I'm writing a pipeline in Nextflow and want to use multiple different conda (existing) environments to avoid inconsistencies in tool installation and for sharing specific modules of the pipeline. The Nextflow docs state that the best practise is to specify the conda environment in the nextflow.config - see here. . However, the declaration is just process.conda and seems to apply to all processes rather than being process specific.

I know I can just specify an existing conda environment in each process but I'm trying to adhere to the best practises for portability.

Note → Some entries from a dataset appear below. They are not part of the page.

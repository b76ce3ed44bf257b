use std::{env, fs, path::PathBuf, str::FromStr};

use log::{info, warn, LevelFilter};
use serde::{Deserialize, Serialize};

use calib_sync::core::init_with_level;
use calib_sync::{sync_from_dirs, AlignedFrame, SyncConfig};

#[derive(Debug, Deserialize)]
struct ExampleConfig {
    data_dirs: Vec<PathBuf>,
    #[serde(default)]
    output_path: Option<String>,
    #[serde(default)]
    sync: Option<SyncConfig>,
}

#[derive(Debug, Serialize)]
struct ExampleReport {
    config_path: String,
    num_cameras: usize,
    num_frames: usize,
    timestamps: Vec<u64>,
    frames: Vec<AlignedFrame>,
}

fn main() -> Result<(), Box<dyn std::error::Error>> {
    let log_level = LevelFilter::from_str("info").unwrap_or(LevelFilter::Info);
    init_with_level(log_level)?;

    let config_path = parse_config_path();
    let cfg = load_config(&config_path)?;
    let sync_cfg = cfg.sync.unwrap_or_default();

    let frames: Vec<AlignedFrame> = sync_from_dirs(&cfg.data_dirs, &sync_cfg)?;
    info!(
        "{} cameras -> {} synchronized frames",
        cfg.data_dirs.len(),
        frames.len()
    );
    if frames.is_empty() {
        warn!("no overlapping timestamps with common markers");
    }

    let report = ExampleReport {
        config_path: config_path.to_string_lossy().into_owned(),
        num_cameras: cfg.data_dirs.len(),
        num_frames: frames.len(),
        timestamps: frames.iter().map(|f| f.timestamp).collect(),
        frames,
    };
    write_report(cfg.output_path.as_deref(), report)
}

fn parse_config_path() -> PathBuf {
    env::args()
        .nth(1)
        .map(PathBuf::from)
        .unwrap_or_else(|| PathBuf::from("testdata/sync_dirs_config.json"))
}

fn load_config(path: &PathBuf) -> Result<ExampleConfig, Box<dyn std::error::Error>> {
    let raw = fs::read_to_string(path)?;
    Ok(serde_json::from_str(&raw)?)
}

fn write_report(
    path: Option<&str>,
    report: ExampleReport,
) -> Result<(), Box<dyn std::error::Error>> {
    let out_path = path
        .map(PathBuf::from)
        .unwrap_or_else(|| PathBuf::from("tmpdata/sync_dirs_report.json"));
    if let Some(parent) = out_path.parent() {
        fs::create_dir_all(parent)?;
    }
    let json = serde_json::to_string_pretty(&report)?;
    fs::write(&out_path, json)?;
    println!("wrote report JSON to {}", out_path.display());
    Ok(())
}
//! JSON configuration for an alignment run.

use std::fs;
use std::path::Path;

use serde::{Deserialize, Serialize};

use calib_sync_core::EmptyPolicy;

use crate::record::RecordIoError;

fn default_detected_only() -> bool {
    true
}

/// Knobs of the load-and-align pipeline.
#[derive(Debug, Clone, Serialize, Deserialize)]
pub struct SyncConfig {
    /// Drop records whose detection attempt found nothing before aligning.
    #[serde(default = "default_detected_only")]
    pub detected_only: bool,
    /// Emit frames whose common marker set is empty.
    #[serde(default)]
    pub keep_empty_intersections: bool,
}

impl Default for SyncConfig {
    fn default() -> Self {
        Self {
            detected_only: true,
            keep_empty_intersections: false,
        }
    }
}

impl SyncConfig {
    /// The empty-intersection policy selected by this config.
    pub fn empty_policy(&self) -> EmptyPolicy {
        EmptyPolicy::from(self.keep_empty_intersections)
    }

    /// Load a JSON config from disk.
    pub fn load_json(path: impl AsRef<Path>) -> Result<Self, RecordIoError> {
        let raw = fs::read_to_string(path)?;
        Ok(serde_json::from_str(&raw)?)
    }

    /// Write this config to disk as pretty JSON.
    pub fn write_json(&self, path: impl AsRef<Path>) -> Result<(), RecordIoError> {
        let json = serde_json::to_string_pretty(self)?;
        fs::write(path, json)?;
        Ok(())
    }
}
//! One-shot load-and-align pipeline.

use std::path::Path;

use log::info;
use nalgebra::Scalar;
use serde::de::DeserializeOwned;

use calib_sync_core::{align_streams, AlignedFrame, SyncError};

use crate::config::SyncConfig;
use crate::loader::{load_multicam_observations, LoadError};

/// Errors of the end-to-end pipeline.
#[derive(thiserror::Error, Debug)]
pub enum PipelineError {
    #[error(transparent)]
    Load(#[from] LoadError),
    #[error(transparent)]
    Align(#[from] SyncError),
}

/// Load every camera directory and align the resulting streams.
///
/// The camera index of each stream is its position in `dirs`. Loading is
/// fail-fast: any unreadable directory or corrupt record aborts the batch
/// before alignment starts. An empty frame list is a valid outcome, not a
/// failure.
pub fn sync_from_dirs<T>(
    dirs: &[impl AsRef<Path>],
    config: &SyncConfig,
) -> Result<Vec<AlignedFrame<T>>, PipelineError>
where
    T: Scalar + DeserializeOwned,
{
    let streams = load_multicam_observations(dirs, config.detected_only)?;
    let frames = align_streams(&streams, config.empty_policy())?;
    info!(
        "aligned {} cameras into {} synchronized frames",
        dirs.len(),
        frames.len()
    );
    Ok(frames)
}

As I haven't been able to find any documentation online for this specific issue, I have tried the following declarations in the config file:

profiles {
    conda {
        process.conda = "something" // works but single env for all processes
        fastqc.conda = "something" // where fastqc is the name of the process - FAILS
        process.fastqc.conda = "something" // FAILS
    }
}

I have also tried:

profiles {
    conda {
        process {
            withName: fastqc {
                 process.conda = "something"
            }
        }
    }
}

which also fails with the error: unknown config attribute withName

Interestingly,

process {
        conda {
            withName: fastqc {
                 process.conda = "something"
            }
        }
    }

does allow me to run different conda environments for each process but cannot be turned on and off by the -profile option (because specifying a profile block breaks it).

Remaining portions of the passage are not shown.